Ya no volvimos a usarla. Era un trabajo agotador para un recreo tan fugaz: ir sacando uno por uno los cubos de agua del pozo, vaciar el agua en otro cubo, subirlo por la escalera hasta el bidón. Lo intentamos otra vez, pero resultó que el interior del bidón se había cubierto de óxido, y los agujeros de la ducha se cegaban, dejando salir nada más que unos hilos mezquinos, de un color rojizo. El día en que iba a casarse, mi tío se lavó a conciencia en la palangana, como había hecho siempre, a manotazos, en medio del corral. Se fue de viaje de novios a Madrid y al principio me costó mucho acostumbrarme a su ausencia. Él y su novia nos mandaron una postal en la que se veía el estanque del Retiro.
Yo pensaba que el Retiro no era un parque sino el nombre de un mar.
Nuestra casa parecía más silenciosa, más llena de penumbra, sin los pasos de mi tío resonando por las escaleras cuando las subía o las bajaba de dos en dos, sin el estrépito de su moto y el olor a grasa de máquinas y a gasolina y soldadura de su ropa de trabajo. Cuando volvió del viaje de novios me trajo un libro con fotos en blanco y negro de la superficie de la Luna y de las misiones Gemini y Apolo.
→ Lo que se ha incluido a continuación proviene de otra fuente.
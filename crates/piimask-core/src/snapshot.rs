//! Document snapshot: a text paired with the spans that annotate it

use serde::Serialize;

use crate::span::{Span, sorted_by_start};
use crate::{Error, Result};

/// One coherent view of a document (original or redacted).
///
/// Construction validates every span against the text, so code that holds a
/// `Snapshot` can slice it by span offsets without further checks.
#[derive(Debug, Clone, PartialEq, Serialize)]
pub struct Snapshot {
    text: String,
    spans: Vec<Span>,
    /// Byte offset of every char boundary, including the end of the text.
    #[serde(skip)]
    boundaries: Vec<usize>,
}

impl Snapshot {
    /// Build a snapshot, rejecting spans that are empty, out of range,
    /// overlapping, or carry a confidence outside `[0, 1]`.
    pub fn new(text: impl Into<String>, spans: Vec<Span>) -> Result<Self> {
        let text = text.into();
        let boundaries = char_boundaries(&text);
        check_spans(boundaries.len() - 1, &spans)?;
        Ok(Self {
            text,
            spans,
            boundaries,
        })
    }

    pub fn text(&self) -> &str {
        &self.text
    }

    /// Spans in the order they were supplied.
    pub fn spans(&self) -> &[Span] {
        &self.spans
    }

    pub fn has_spans(&self) -> bool {
        !self.spans.is_empty()
    }

    /// Length of the text in chars, the unit span offsets are expressed in.
    pub fn char_len(&self) -> usize {
        self.boundaries.len() - 1
    }

    /// Slice the text by char offsets. Offsets past the end clamp to the end.
    pub fn slice(&self, start: usize, end: usize) -> &str {
        let from = self.byte_offset(start);
        let to = self.byte_offset(end.max(start));
        &self.text[from..to]
    }

    /// The covered text `text[start..end]` of a span, in char offsets.
    pub fn value_of(&self, span: &Span) -> &str {
        self.slice(span.start, span.end)
    }

    fn byte_offset(&self, char_idx: usize) -> usize {
        self.boundaries
            .get(char_idx)
            .copied()
            .unwrap_or(self.text.len())
    }
}

fn char_boundaries(text: &str) -> Vec<usize> {
    text.char_indices()
        .map(|(byte, _)| byte)
        .chain(std::iter::once(text.len()))
        .collect()
}

/// Check spans against `text`: each must satisfy `start < end <= len(text)`
/// with a finite confidence in `[0, 1]`, and no two may overlap.
pub fn validate_spans(text: &str, spans: &[Span]) -> Result<()> {
    check_spans(text.chars().count(), spans)
}

fn check_spans(len: usize, spans: &[Span]) -> Result<()> {
    for (index, span) in spans.iter().enumerate() {
        if span.start >= span.end {
            return Err(Error::EmptySpan {
                index,
                entity: span.entity_type.clone(),
                start: span.start,
                end: span.end,
            });
        }
        if span.end > len {
            return Err(Error::SpanOutOfBounds {
                index,
                entity: span.entity_type.clone(),
                end: span.end,
                len,
            });
        }
        if !span.confidence.is_finite() || !(0.0..=1.0).contains(&span.confidence) {
            return Err(Error::InvalidConfidence {
                index,
                entity: span.entity_type.clone(),
                confidence: span.confidence,
            });
        }
    }

    // With starts sorted, any overlap shows up between neighbours.
    let sorted = sorted_by_start(spans);
    for pair in sorted.windows(2) {
        let (first, second) = (&pair[0], &pair[1]);
        if first.overlaps(second) {
            return Err(Error::OverlappingSpans {
                first_start: first.start,
                first_end: first.end,
                second_start: second.start,
                second_end: second.end,
            });
        }
    }

    Ok(())
}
– Yo no entiendo de libros -me dijo-, pero en cuanto vi éste en el escaparate pensé que iba a gustarte.
Ya parecía otra persona, regresado de un viaje tan largo, alejándose hacia una vida adulta que para mí era tan extraña como la casa en la que desde entonces iba a vivir con su mujer, pero cuando me dio el libro tuvo un gesto de complicidad hacia mí que me hizo acordarme con gratitud de cuando yo era mucho más pequeño y él me compraba tebeos, o de cuando volvía por la noche, se desnudaba en la oscuridad, se metía en la cama y empezaba a contarme la película que había visto esa noche en el cine.